STAFF NEWS & ANALYSIS
Obama Calls Jobs Losses 'Sobering,' Urges Innovation
By Staff News & Analysis - July 03, 2009

President Barack Obama praised innovative energy companies for creating jobs on a day of "sobering news" that employers shed 467,000 jobs in the U.S. in June. "It took years for us to get into this mess, and it's going to take us more than a few months to turn it around," Obama said in a Rose Garden appearance after meeting with energy business leaders. "These are folks whose companies are helping to lead the transformation towards a clean-energy future," Obama said. "Energy is one of the pillars" of a new foundation for the U.S. economy, he said. … Obama said the U.S. will have to "change how we use energy." He also said Energy Secretary Steven Chu will seek ways to improve energy efficiency, including the use of solar panels, at the White House. – Bloomberg

Dominant Social Theme: The leader is concerned, albeit in a Rose Garden.

Free-Market Analysis: So more American jobs have been lost. And we have read elsewhere that mainstream economists are starting to fear a jobless recovery. Our readers are not surprised by either outcome. They are aware that in order for a recovery to take root that will include employment, the larger economy must be allowed to purge mal-investments. Almost everything American and European leaders have done in the past year has focused on propping up businesses that should fail.

These ruined businesses – many of them very large corporations – are draining capital that would otherwise be used for new, creative and successful efforts. That is why the rebound, such as it is, is going to be jobless, in our opinion. New businesses cannot get a foothold because the old, failed ones are in the way.

Of course we can hardly blame those who are authoring the current policies. Their options were limited. The invisible hand explained to the monetary elite over six months ago that the current system was finished. It was bankrupt and ruined. That's the entire system – in full. You know, a fiat-money, debt-based system does not work very well in the best of times. Since it is actually a system of price control (central banks fix the price of money) sooner or later it will fail. Economies cannot be run on a price-fixed basis. Eventually, too much money will be printed and the economic distortions will build up until the system implodes. This happened recently.

If the monetary elite had been willing to let the system deflate, all would have been well, or better anyway. But this was not tolerable. Something in the area of US$10-$15 trillion was printed in America and Europe and shoved into the needy mouths of foundering banks and industrial firms. Such additional funds, once digested, allowed for a "soft landing." Soft for the system anyway.

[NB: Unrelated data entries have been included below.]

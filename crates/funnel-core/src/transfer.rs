//! Transfer Formatter: transporte del snapshot como fichero.
//!
//! JSON con indentación de 2 espacios y UTF-8 literal (sin escapar
//! caracteres no ASCII), nombre de fichero saneado con timestamp y lectura
//! tolerante de ficheros subidos.

use std::fmt;

use chrono::NaiveDateTime;
use funnel_domain::Snapshot;
use serde::Serialize;
use serde_json::{json, Value};

use crate::errors::TransferError;

const UTF8_BOM: &[u8] = b"\xEF\xBB\xBF";

pub fn to_pretty_json<T: Serialize>(value: &T) -> Result<String, TransferError> {
    serde_json::to_string_pretty(value).map_err(|e| TransferError::Validation(format!("cannot serialize funnel configuration: {e}")))
}

/// Documento compacto de error para descargas fallidas.
pub fn error_document(message: &str) -> String {
    json!({ "error": true, "message": message }).to_string()
}

/// Conserva alfanuméricos, `.`, `_`, `-` y espacio; el resto pasa a `_`.
pub fn sanitize_name(name: &str) -> String {
    name.chars()
        .map(|c| if c.is_alphanumeric() || matches!(c, '.' | '_' | '-' | ' ') { c } else { '_' })
        .collect()
}

/// `funnel_<nombre>_<YYYYmmdd_HHMMSS>.json`.
pub fn download_filename(name: Option<&str>, at: NaiveDateTime) -> String {
    let safe = match name {
        Some(n) if !n.is_empty() => sanitize_name(n),
        _ => "unknown_funnel".to_string(),
    };
    format!("funnel_{safe}_{}.json", at.format("%Y%m%d_%H%M%S"))
}

/// Parsea un fichero subido. Un JSON inválido es un error de validación,
/// nunca un panic.
pub fn parse_upload(bytes: &[u8]) -> Result<Value, TransferError> {
    let body = bytes.strip_prefix(UTF8_BOM).unwrap_or(bytes);
    serde_json::from_slice(body).map_err(|e| TransferError::Validation(format!("uploaded file is not valid JSON: {e}")))
}

/// Parsea y valida la forma de snapshot en un solo paso.
pub fn read_snapshot(bytes: &[u8]) -> Result<Snapshot, TransferError> {
    let doc = parse_upload(bytes)?;
    Ok(Snapshot::from_document(&doc)?)
}

/// Resumen previo a importar.
#[derive(Debug, Clone, PartialEq, Eq, Serialize)]
pub struct SnapshotSummary {
    pub funnel_name: Option<String>,
    pub product_id: i64,
    pub product_code: Option<String>,
    pub product_name: Option<String>,
    pub workflow_description: Option<String>,
    pub steps: usize,
    pub routes: usize,
    pub sections: usize,
    pub components: usize,
    pub structures: usize,
    pub cms_keys: usize,
    pub exported_at: Option<String>,
}

impl From<&Snapshot> for SnapshotSummary {
    fn from(s: &Snapshot) -> Self {
        let design = s.design.clone().unwrap_or_default();
        Self { funnel_name: s.funnel.name.clone(),
               product_id: s.funnel.product.id,
               product_code: s.funnel.product.code.clone(),
               product_name: s.funnel.product.name.clone(),
               workflow_description: s.workflow.description.clone(),
               steps: s.steps.len(),
               routes: s.routes.len(),
               sections: design.sections.len(),
               components: design.components.len(),
               structures: design.structures.len(),
               cms_keys: design.cms_keys.len(),
               exported_at: s.metadata.as_ref().map(|m| m.exported_at.clone()) }
    }
}

impl fmt::Display for SnapshotSummary {
    fn fmt(&self, f: &mut fmt::Formatter<'_>) -> fmt::Result {
        let dash = "-";
        writeln!(f, "Funnel:    {}", self.funnel_name.as_deref().unwrap_or(dash))?;
        writeln!(f,
                 "Product:   {} ({}, id {})",
                 self.product_name.as_deref().unwrap_or(dash),
                 self.product_code.as_deref().unwrap_or(dash),
                 self.product_id)?;
        writeln!(f, "Workflow:  {}", self.workflow_description.as_deref().unwrap_or(dash))?;
        writeln!(f, "Steps:     {}", self.steps)?;
        writeln!(f, "Routes:    {}", self.routes)?;
        write!(f,
               "Design:    {} sections, {} components, {} structures, {} cms keys",
               self.sections, self.components, self.structures, self.cms_keys)?;
        if let Some(at) = &self.exported_at {
            write!(f, "\nExported:  {at}")?;
        }
        Ok(())
    }
}
/// Inserta un step tolerando que otra escritura haya ganado la carrera por
/// la misma URL: ante `UniqueViolation` relee por URL, actualiza esa fila y
/// devuelve su id.
pub fn insert_or_recover(session: &mut dyn FunnelSession, step: &NewStep) -> Result<EntityId, TransferError> {
    match session.insert_step(step) {
        Ok(id) => Ok(id),
        Err(StoreError::UniqueViolation(detail)) => {
            warn!("step '{}' already exists ({detail}); reusing stored row", step.step_url);
            let existing = session.step_by_url(&step.step_url)?
                                  .ok_or(TransferError::Database(StoreError::UniqueViolation(detail)))?;
            session.update_step(existing.id, &step.fields)?;
            Ok(existing.id)
        }
        Err(e) => Err(e.into()),
    }
}

/// Funnel/workflow destino ya resueltos.
struct Target {
    funnel_id: EntityId,
    workflow_id: EntityId,
    created: bool,
    /// Steps alcanzables antes de borrar las rutas (url → id).
    known_steps: HashMap<String, EntityId>,
}

fn name_conflict(err: StoreError) -> TransferError {
    match err {
        StoreError::UniqueViolation(detail) => TransferError::Conflict(detail),
        other => other.into(),
    }
}

fn object_or_empty(value: &Value) -> Value {
    if value.is_null() {
        json!({})
    } else {
        value.clone()
    }
}

struct Reconciler<'s, 'a> {
    session: &'s mut dyn FunnelSession,
    snapshot: &'a Snapshot,
    product_id: i64,
    step_map: HashMap<EntityId, EntityId>,
    warnings: Vec<String>,
}
fn first_as<R, E>(row: QueryResult<R>) -> StoreResult<Option<E>>
    where E: From<R>
{
    row.optional().map(|row| row.map(E::from)).map_err(store_err)
}

/// `UPDATE` que no tocó filas = la fila no existe.
fn expect_one(affected: QueryResult<usize>) -> StoreResult<()> {
    match affected.map_err(store_err)? {
        0 => Err(StoreError::NotFound),
        _ => Ok(()),
    }
}
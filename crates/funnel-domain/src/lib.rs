// funnel-domain library entry point
pub mod entities;
pub mod error;
pub mod json_field;
pub mod snapshot;
pub use entities::{CmsKey, Component, ComponentSection, EntityId, Funnel, Product, Route, Section, Step, StepFields, StepSection, Structure,
                   StructureComponentSection, Workflow};
pub use error::DomainError;
pub use json_field::{decode_column, encode_column, JsonFallback};
pub use snapshot::{CmsKeyItem, ComponentItem, DesignSnapshot, FunnelSnapshot, ProductSnapshot, RouteSnapshot, SectionItem, Snapshot,
                   SnapshotMetadata, StepSnapshot, StructureItem, WorkflowSnapshot, SNAPSHOT_VERSION};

Soft for those firms that had made bad investments and still have plenty to write off, however. So the correction, which would have taken a few months or a year, may stretch out to five years or longer. We've even seen estimates of ten years, the proverbial "lost" decade. (Japan had one in similar circumstances.)

And during all that time, however long it is, the real economy will likely have difficulty generating jobs. The downturn, absent interference, would have been short and sharp. The upturn, on its heels, would have brought a burst of new companies, pouring into unoccupied market niches to take the place of the old. Instead, the old corporate guard lingers, gradually shedding jobs and retaining debt. The economy is frozen, transfixed in a kind of economic amber. And into the space where entrepreneurs would have ventured we find only American and European bureaucrats mandating green industries to be implemented via five-year-plans.

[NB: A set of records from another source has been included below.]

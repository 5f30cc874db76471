//! Implementación Postgres (Diesel) de `FunnelStore`.
//!
//! - `PgFunnelStore` toma una conexión del proveedor por cada llamada a
//!   `with_session`/`with_transaction` y la devuelve al pool al terminar.
//! - Las transacciones son `read_write`; cualquier `Err` del closure hace
//!   rollback completo.
//! - El checkout de conexiones se reintenta ante errores transitorios. Las
//!   transacciones no se reintentan: el closure del llamador es `FnOnce`.

mod rows;
mod session;

use std::thread;
use std::time::Duration;

use diesel::prelude::*;
use diesel::r2d2::{self, ConnectionManager};
use funnel_core::{FunnelSession, FunnelStore, StoreError, TransferError};
use log::{debug, warn};

pub use session::PgSession;

use crate::error::{store_err, PersistenceError};
use crate::migrations::run_pending_migrations;

/// Alias de tipo para el pool r2d2 de conexiones Postgres.
///
/// Al construirlo con [`build_pool`] se corren las migraciones pendientes.
pub type PgPool = r2d2::Pool<ConnectionManager<PgConnection>>;

/// Conexión tomada del pool.
pub type PgPooledConnection = r2d2::PooledConnection<ConnectionManager<PgConnection>>;

/// Proveedor abstracto de conexiones.
///
/// Contrato: devuelve una conexión válida o `PersistenceError::TransientIo`.
pub trait ConnectionProvider: Send + Sync + 'static {
    fn connection(&self) -> Result<PgPooledConnection, PersistenceError>;
}

/// `ConnectionProvider` respaldado por un `PgPool`.
pub struct PoolProvider {
    pub pool: PgPool,
}

impl ConnectionProvider for PoolProvider {
    fn connection(&self) -> Result<PgPooledConnection, PersistenceError> {
        self.pool
            .get()
            .map_err(|e| PersistenceError::TransientIo(format!("pool error: {e}")))
    }
}

/// Política de reintento del checkout de conexiones.
///
/// Solo cubre la obtención de la conexión: un pool agotado o un servidor que
/// todavía no acepta conexiones. Lo que ocurra después ya no se reintenta.
#[derive(Debug, Clone, Copy)]
struct CheckoutRetry {
    retries: u32,
    step: Duration,
}

impl Default for CheckoutRetry {
    fn default() -> Self {
        Self { retries: 3,
               step: Duration::from_millis(15) }
    }
}

impl CheckoutRetry {
    /// Fallos de checkout que pueden resolverse esperando.
    fn is_transient(err: &PersistenceError) -> bool {
        match err {
            PersistenceError::TransientIo(_) => true,
            PersistenceError::Unknown(msg) => {
                let m = msg.to_lowercase();
                m.contains("connection refused") || m.contains("connection closed") || m.contains("timed out")
            }
            _ => false,
        }
    }

    /// Pide una conexión a `checkout`, esperando `step * intento` entre
    /// fallos transitorios.
    fn run<T, F>(self, mut checkout: F) -> Result<T, PersistenceError>
        where F: FnMut() -> Result<T, PersistenceError>
    {
        let mut attempt = 0;
        loop {
            match checkout() {
                Err(e) if Self::is_transient(&e) && attempt < self.retries => {
                    attempt += 1;
                    let wait = self.step * attempt;
                    warn!("connection checkout failed ({attempt}/{}): {e}; retrying in {}ms",
                          self.retries,
                          wait.as_millis());
                    thread::sleep(wait);
                }
                Err(e) => {
                    if attempt > 0 {
                        warn!("connection checkout gave up after {attempt} retries: {e}");
                    }
                    return Err(e);
                }
                ok => return ok,
            }
        }
    }
}

/// Motivo de abortar una transacción Diesel: un error de negocio devuelto por
/// el closure o un error de la propia base (BEGIN/COMMIT).
enum TxAbort {
    Transfer(TransferError),
    Db(diesel::result::Error),
}

impl From<diesel::result::Error> for TxAbort {
    fn from(err: diesel::result::Error) -> Self {
        TxAbort::Db(err)
    }
}

impl From<TxAbort> for TransferError {
    fn from(abort: TxAbort) -> Self {
        match abort {
            TxAbort::Transfer(err) => err,
            TxAbort::Db(err) => TransferError::Database(store_err(err)),
        }
    }
}

/// `FunnelStore` sobre Postgres.
pub struct PgFunnelStore<P: ConnectionProvider> {
    pub provider: P,
}

impl<P: ConnectionProvider> PgFunnelStore<P> {
    pub fn new(provider: P) -> Self {
        Self { provider }
    }

    fn checkout(&self) -> Result<PgPooledConnection, TransferError> {
        CheckoutRetry::default().run(|| self.provider.connection())
                                .map_err(|e| TransferError::Database(StoreError::from(e)))
    }
}

impl PgFunnelStore<PoolProvider> {
    /// Atajo: store sobre un pool ya construido.
    pub fn from_pool(pool: PgPool) -> Self {
        Self::new(PoolProvider { pool })
    }
}

impl<P: ConnectionProvider> FunnelStore for PgFunnelStore<P> {
    fn with_session<T, F>(&self, f: F) -> Result<T, TransferError>
        where F: FnOnce(&mut dyn FunnelSession) -> Result<T, TransferError>
    {
        let mut conn = self.checkout()?;
        let mut session = PgSession::new(&mut conn);
        f(&mut session)
    }

    fn with_transaction<T, F>(&self, f: F) -> Result<T, TransferError>
        where F: FnOnce(&mut dyn FunnelSession) -> Result<T, TransferError>
    {
        let mut conn = self.checkout()?;
        debug!("transaction:start");
        let result = conn.build_transaction()
                         .read_write()
                         .run(|tx_conn| {
                             let mut session = PgSession::new(tx_conn);
                             f(&mut session).map_err(TxAbort::Transfer)
                         })
                         .map_err(TransferError::from);
        match &result {
            Ok(_) => debug!("transaction:commit"),
            Err(e) => debug!("transaction:rollback err={e}"),
        }
        result
    }
}

/// Construye un pool Postgres r2d2 a partir de URL y corre las migraciones
/// pendientes sobre la primera conexión.
///
/// Tamaños en 0 se elevan a 1; si `min_size > max_size` se usa `min = max`.
pub fn build_pool(database_url: &str, min_size: u32, max_size: u32) -> Result<PgPool, PersistenceError> {
    let validated_min = min_size.max(1);
    let validated_max = max_size.max(1);
    if validated_min > validated_max {
        warn!("min_size > max_size ({} > {}), using min = max", validated_min, validated_max);
    }
    let final_min = validated_min.min(validated_max);
    let manager = ConnectionManager::<PgConnection>::new(database_url);
    let pool = r2d2::Pool::builder().min_idle(Some(final_min))
                                    .max_size(validated_max)
                                    .build(manager)
                                    .map_err(|e| PersistenceError::TransientIo(format!("pool build: {e}")))?;
    {
        let mut conn = pool.get()
                           .map_err(|e| PersistenceError::TransientIo(format!("pool get for migrations: {e}")))?;
        run_pending_migrations(&mut conn)?;
    }
    Ok(pool)
}

/// Carga `.env`, lee `DbConfig` y construye un pool ya migrado.
pub fn build_dev_pool_from_env() -> Result<PgPool, PersistenceError> {
    crate::config::init_dotenv();
    let cfg = crate::config::DbConfig::from_env()?;
    build_pool(&cfg.url, cfg.min_connections, cfg.max_connections)
}

#[cfg(test)]
mod tests {
    use super::*;

    fn quick() -> CheckoutRetry {
        CheckoutRetry { retries: 3,
                        step: Duration::from_millis(1) }
    }

    #[test]
    fn only_connection_failures_are_transient() {
        assert!(CheckoutRetry::is_transient(&PersistenceError::TransientIo("pool timed out".into())));
        assert!(CheckoutRetry::is_transient(&PersistenceError::Unknown("Connection refused (os error 111)".into())));
        assert!(!CheckoutRetry::is_transient(&PersistenceError::SerializationConflict));
        assert!(!CheckoutRetry::is_transient(&PersistenceError::UniqueViolation("step_url".into())));
        assert!(!CheckoutRetry::is_transient(&PersistenceError::Config("DATABASE_URL is not set".into())));
    }

    #[test]
    fn checkout_gives_up_after_the_configured_retries() {
        let mut calls = 0;
        let res: Result<(), _> = quick().run(|| {
                                            calls += 1;
                                            Err(PersistenceError::TransientIo("down".into()))
                                        });
        assert!(matches!(res, Err(PersistenceError::TransientIo(_))));
        assert_eq!(calls, 4);
    }

    #[test]
    fn checkout_recovers_once_the_pool_answers() {
        let mut calls = 0;
        let res = quick().run(|| {
                             calls += 1;
                             if calls < 3 {
                                 Err(PersistenceError::TransientIo("busy".into()))
                             } else {
                                 Ok(calls)
                             }
                         });
        assert_eq!(res.unwrap(), 3);
    }

    #[test]
    fn permanent_checkout_errors_are_not_repeated() {
        let mut calls = 0;
        let res: Result<(), _> = quick().run(|| {
                                            calls += 1;
                                            Err(PersistenceError::Config("bad url".into()))
                                        });
        assert!(matches!(res, Err(PersistenceError::Config(_))));
        assert_eq!(calls, 1);
    }

    #[test]
    fn business_aborts_pass_through_unchanged() {
        let err = TransferError::from(TxAbort::Transfer(TransferError::Validation("bad".into())));
        assert!(matches!(err, TransferError::Validation(m) if m == "bad"));
        let err = TransferError::from(TxAbort::Db(diesel::result::Error::NotFound));
        assert!(matches!(err, TransferError::Database(StoreError::NotFound)));
    }
}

It is really the worst of all possible recipes. The government under the watchful eye of the monetary elite fixes the price of money. Once the bubble has blown up, the powers-that-be print more money and prop up the rotten boroughs that should rightfully have foundered and failed for good. Finally, in this latest and grimmest cycle, both European and American governments step in and suggest new business models – not models that the marketplace demands but models that the monetary elite wishes to encourage.

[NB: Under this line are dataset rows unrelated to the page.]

impl FunnelSession for MemorySession<'_> {
    fn list_funnels(&mut self) -> StoreResult<Vec<Funnel>> {
        Ok(self.tables.funnels.values().cloned().collect())
    }

    fn funnel_by_id(&mut self, id: EntityId) -> StoreResult<Option<Funnel>> {
        Ok(self.tables.funnels.get(&id).cloned())
    }

    fn funnels_by_product(&mut self, product_id: i64) -> StoreResult<Vec<Funnel>> {
        Ok(self.tables.funnels.values().filter(|f| f.product_id == Some(product_id)).cloned().collect())
    }

    fn workflow_by_id(&mut self, id: EntityId) -> StoreResult<Option<Workflow>> {
        Ok(self.tables.workflows.get(&id).cloned())
    }

    fn product_by_id(&mut self, id: i64) -> StoreResult<Option<Product>> {
        Ok(self.tables.products.get(&id).cloned())
    }

    fn step_by_id(&mut self, id: EntityId) -> StoreResult<Option<Step>> {
        Ok(self.tables.steps.get(&id).cloned())
    }

    fn step_by_url(&mut self, url: &str) -> StoreResult<Option<Step>> {
        Ok(self.tables.steps.values().find(|s| s.step_url == url).cloned())
    }

    fn steps_by_ids(&mut self, ids: &[EntityId]) -> StoreResult<Vec<Step>> {
        Ok(select(&self.tables.steps, ids))
    }

    fn routes_for_workflow(&mut self, workflow_id: EntityId) -> StoreResult<Vec<Route>> {
        Ok(self.tables.routes.values().filter(|r| r.workflow_id == workflow_id).cloned().collect())
    }

    fn routes_for_step(&mut self, step_id: EntityId) -> StoreResult<Vec<Route>> {
        Ok(self.tables.routes.values().filter(|r| r.touches(step_id)).cloned().collect())
    }

    fn insert_workflow(&mut self, description: Option<&str>) -> StoreResult<EntityId> {
        let id = next_serial(&mut self.tables.sequences, "funnel_manager.workflow", &self.tables.workflows);
        self.tables.workflows.insert(id, Workflow { id, description: description.map(str::to_string) });
        Ok(id)
    }

    fn update_workflow(&mut self, id: EntityId, description: Option<&str>) -> StoreResult<()> {
        let row = self.tables.workflows.get_mut(&id).ok_or(StoreError::NotFound)?;
        row.description = description.map(str::to_string);
        Ok(())
    }

    fn insert_funnel(&mut self, funnel: &NewFunnel) -> StoreResult<EntityId> {
        fk(self.tables.workflows.contains_key(&funnel.workflow_id), "funnel.workflow_id")?;
        if let Some(name) = &funnel.name {
            if self.tables.funnels.values().any(|f| f.name.as_deref() == Some(name.as_str())) {
                return Err(StoreError::UniqueViolation(format!("funnel name '{name}' already exists")));
            }
        }
        let id = next_serial(&mut self.tables.sequences, "funnel_manager.funnel", &self.tables.funnels);
        self.tables.funnels.insert(id,
                                   Funnel { id,
                                            name: funnel.name.clone(),
                                            broker_id: funnel.broker_id,
                                            product_id: funnel.product_id,
                                            workflow_id: Some(funnel.workflow_id) });
        Ok(id)
    }

    fn update_funnel(&mut self, funnel: &Funnel) -> StoreResult<()> {
        if let Some(wid) = funnel.workflow_id {
            fk(self.tables.workflows.contains_key(&wid), "funnel.workflow_id")?;
        }
        if let Some(name) = &funnel.name {
            if self.tables.funnels.values().any(|f| f.id != funnel.id && f.name.as_deref() == Some(name.as_str())) {
                return Err(StoreError::UniqueViolation(format!("funnel name '{name}' already exists")));
            }
        }
        let row = self.tables.funnels.get_mut(&funnel.id).ok_or(StoreError::NotFound)?;
        *row = funnel.clone();
        Ok(())
    }

    fn insert_step(&mut self, step: &NewStep) -> StoreResult<EntityId> {
        if self.tables.steps.values().any(|s| s.step_url == step.step_url) {
            return Err(StoreError::UniqueViolation(format!("step_url '{}' already exists", step.step_url)));
        }
        let id = next_serial(&mut self.tables.sequences, "funnel_manager.step", &self.tables.steps);
        let fields = step.fields.clone();
        self.tables.steps.insert(id,
                                 Step { id,
                                        step_url: step.step_url.clone(),
                                        step_code: fields.step_code,
                                        post_message: fields.post_message,
                                        shopping_cart: fields.shopping_cart,
                                        gtm_reference: fields.gtm_reference });
        Ok(id)
    }

    fn update_step(&mut self, id: EntityId, fields: &StepFields) -> StoreResult<()> {
        let row = self.tables.steps.get_mut(&id).ok_or(StoreError::NotFound)?;
        row.step_code = fields.step_code.clone();
        row.post_message = fields.post_message;
        row.shopping_cart = fields.shopping_cart.clone();
        row.gtm_reference = fields.gtm_reference.clone();
        Ok(())
    }

    fn delete_step(&mut self, id: EntityId) -> StoreResult<usize> {
        fk(!self.tables.routes.values().any(|r| r.touches(id)), format!("step {id} is referenced by route"))?;
        Ok(usize::from(self.tables.steps.remove(&id).is_some()))
    }

    fn insert_route(&mut self, route: &NewRoute) -> StoreResult<EntityId> {
        fk(self.tables.workflows.contains_key(&route.workflow_id), "route.workflow_id")?;
        fk(self.tables.steps.contains_key(&route.nextstep_id), "route.nextstep_id")?;
        if let Some(from) = route.fromstep_id {
            fk(self.tables.steps.contains_key(&from), "route.fromstep_id")?;
        }
        let id = next_serial(&mut self.tables.sequences, "funnel_manager.route", &self.tables.routes);
        self.tables.routes.insert(id,
                                  Route { id,
                                          workflow_id: route.workflow_id,
                                          fromstep_id: route.fromstep_id,
                                          nextstep_id: route.nextstep_id,
                                          route_config: route.route_config.clone() });
        Ok(id)
    }

    fn delete_route(&mut self, id: EntityId) -> StoreResult<usize> {
        Ok(usize::from(self.tables.routes.remove(&id).is_some()))
    }

    fn delete_routes_for_workflow(&mut self, workflow_id: EntityId) -> StoreResult<usize> {
        Ok(remove_where(&mut self.tables.routes, |_, r| r.workflow_id == workflow_id))
    }

    fn step_sections_for_steps(&mut self, step_ids: &[EntityId]) -> StoreResult<Vec<StepSection>> {
        let wanted: HashSet<EntityId> = step_ids.iter().copied().collect();
        Ok(self.tables.step_sections.values().filter(|ss| wanted.contains(&ss.stepid)).cloned().collect())
    }

    fn sections_by_ids(&mut self, ids: &[EntityId]) -> StoreResult<Vec<Section>> {
        Ok(select(&self.tables.sections, ids))
    }

    fn components_by_ids(&mut self, ids: &[EntityId]) -> StoreResult<Vec<Component>> {
        Ok(select(&self.tables.components, ids))
    }

    fn component_section_by_id(&mut self, id: EntityId) -> StoreResult<Option<ComponentSection>> {
        Ok(self.tables.component_sections.get(&id).cloned())
    }

    fn component_sections_for_sections(&mut self, section_ids: &[EntityId]) -> StoreResult<Vec<ComponentSection>> {
        let wanted: HashSet<EntityId> = section_ids.iter().copied().collect();
        Ok(self.tables.component_sections.values().filter(|cs| wanted.contains(&cs.sectionid)).cloned().collect())
    }

    fn structure_link_by_id(&mut self, id: EntityId) -> StoreResult<Option<StructureComponentSection>> {
        Ok(self.tables.structure_links.get(&id).cloned())
    }

    fn structure_links_for(&mut self, component_section_ids: &[EntityId]) -> StoreResult<Vec<StructureComponentSection>> {
        let wanted: HashSet<EntityId> = component_section_ids.iter().copied().collect();
        Ok(self.tables.structure_links.values().filter(|l| wanted.contains(&l.component_sectionid)).cloned().collect())
    }

    fn structure_links_to(&mut self, structure_ids: &[EntityId]) -> StoreResult<Vec<StructureComponentSection>> {
        let wanted: HashSet<EntityId> = structure_ids.iter().copied().collect();
        Ok(self.tables.structure_links.values().filter(|l| wanted.contains(&l.structureid)).cloned().collect())
    }

    fn structures_by_ids(&mut self, ids: &[EntityId]) -> StoreResult<Vec<Structure>> {
        Ok(select(&self.tables.structures, ids))
    }

    fn cms_keys_for(&mut self, link_ids: &[EntityId]) -> StoreResult<Vec<CmsKey>> {
        let wanted: HashSet<EntityId> = link_ids.iter().copied().collect();
        Ok(self.tables.cms_keys.values().filter(|k| wanted.contains(&k.structurecomponentsectionid)).cloned().collect())
    }

    fn next_design_id(&mut self, table: DesignTable) -> StoreResult<EntityId> {
        Ok(self.tables.sequence_for(table))
    }

    fn realign_design_ids(&mut self) -> StoreResult<()> {
        // next_serial ya parte del id máximo presente.
        Ok(())
    }

    fn upsert_section(&mut self, section: &Section) -> StoreResult<()> {
        self.tables.sections.insert(section.id, section.clone());
        Ok(())
    }

    fn upsert_component(&mut self, component: &Component) -> StoreResult<()> {
        self.tables.components.insert(component.id, component.clone());
        Ok(())
    }

    fn upsert_structure(&mut self, structure: &Structure) -> StoreResult<()> {
        self.tables.structures.insert(structure.id, structure.clone());
        Ok(())
    }

    fn upsert_step_section(&mut self, step_section: &StepSection) -> StoreResult<()> {
        fk(self.tables.sections.contains_key(&step_section.sectionid), "step_section.sectionid")?;
        self.tables.step_sections.insert(step_section.id, step_section.clone());
        Ok(())
    }

    fn upsert_component_section(&mut self, component_section: &ComponentSection) -> StoreResult<()> {
        fk(self.tables.components.contains_key(&component_section.componentid), "component_section.componentid")?;
        fk(self.tables.sections.contains_key(&component_section.sectionid), "component_section.sectionid")?;
        self.tables.component_sections.insert(component_section.id, component_section.clone());
        Ok(())
    }

    fn upsert_structure_link(&mut self, link: &StructureComponentSection) -> StoreResult<()> {
        fk(self.tables.component_sections.contains_key(&link.component_sectionid),
           "structure_component_section.component_sectionid")?;
        fk(self.tables.structures.contains_key(&link.structureid), "structure_component_section.structureid")?;
        self.tables.structure_links.insert(link.id, link.clone());
        Ok(())
    }

    fn upsert_cms_key(&mut self, cms_key: &CmsKey) -> StoreResult<()> {
        fk(self.tables.structure_links.contains_key(&cms_key.structurecomponentsectionid),
           "cms_key.structurecomponentsectionid")?;
        self.tables.cms_keys.insert(cms_key.id, cms_key.clone());
        Ok(())
    }

    fn delete_step_sections(&mut self, ids: &[EntityId]) -> StoreResult<usize> {
        let wanted: HashSet<EntityId> = ids.iter().copied().collect();
        Ok(remove_where(&mut self.tables.step_sections, |id, _| wanted.contains(id)))
    }

    fn delete_component_sections(&mut self, ids: &[EntityId]) -> StoreResult<usize> {
        let wanted: HashSet<EntityId> = ids.iter().copied().collect();
        fk(!self.tables.structure_links.values().any(|l| wanted.contains(&l.component_sectionid)),
           "component_section is referenced by structure_component_section")?;
        Ok(remove_where(&mut self.tables.component_sections, |id, _| wanted.contains(id)))
    }

    fn delete_structure_links(&mut self, ids: &[EntityId]) -> StoreResult<usize> {
        let wanted: HashSet<EntityId> = ids.iter().copied().collect();
        fk(!self.tables.cms_keys.values().any(|k| wanted.contains(&k.structurecomponentsectionid)),
           "structure_component_section is referenced by cms_key")?;
        Ok(remove_where(&mut self.tables.structure_links, |id, _| wanted.contains(id)))
    }

    fn delete_structures(&mut self, ids: &[EntityId]) -> StoreResult<usize> {
        let wanted: HashSet<EntityId> = ids.iter().copied().collect();
        fk(!self.tables.structure_links.values().any(|l| wanted.contains(&l.structureid)),
           "structure is referenced by structure_component_section")?;
        Ok(remove_where(&mut self.tables.structures, |id, _| wanted.contains(id)))
    }

    fn delete_cms_keys_for_links(&mut self, link_ids: &[EntityId]) -> StoreResult<usize> {
        let wanted: HashSet<EntityId> = link_ids.iter().copied().collect();
        Ok(remove_where(&mut self.tables.cms_keys, |_, k| wanted.contains(&k.structurecomponentsectionid)))
    }
}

One must be very doubtful of a recovery based on such a tenuous foundation. The mal-investments have never been purged. New and vital companies have not been able to find the funding they would otherwise get. Jobs have not been created, capital has not been made available. Finally, the new endeavors that are becoming more prominent are ones that government wants to emphasize. We don't believe there will be much of a recovery based on this scenario.

After Thoughts

Of course those in power may not care. It is very possibly to the advantage of the monetary elite to have a weak recovery – or even an L-shaped recovery – because scared and desperate people are often more malleable than satisfied and confident ones. We guess it all depends on the motive, doesn't it? If one wants to create new currencies, industries and even nations, or to stitch together a new sort of global community — a dumbed-down, indebted and miserable population is indeed likely preferable. Of course, even within this sort of speculative framework, not everything will be controllable. Gold and silver will go their own way – as they do historically during such episodes. That direction, we anticipate, will continue to be up.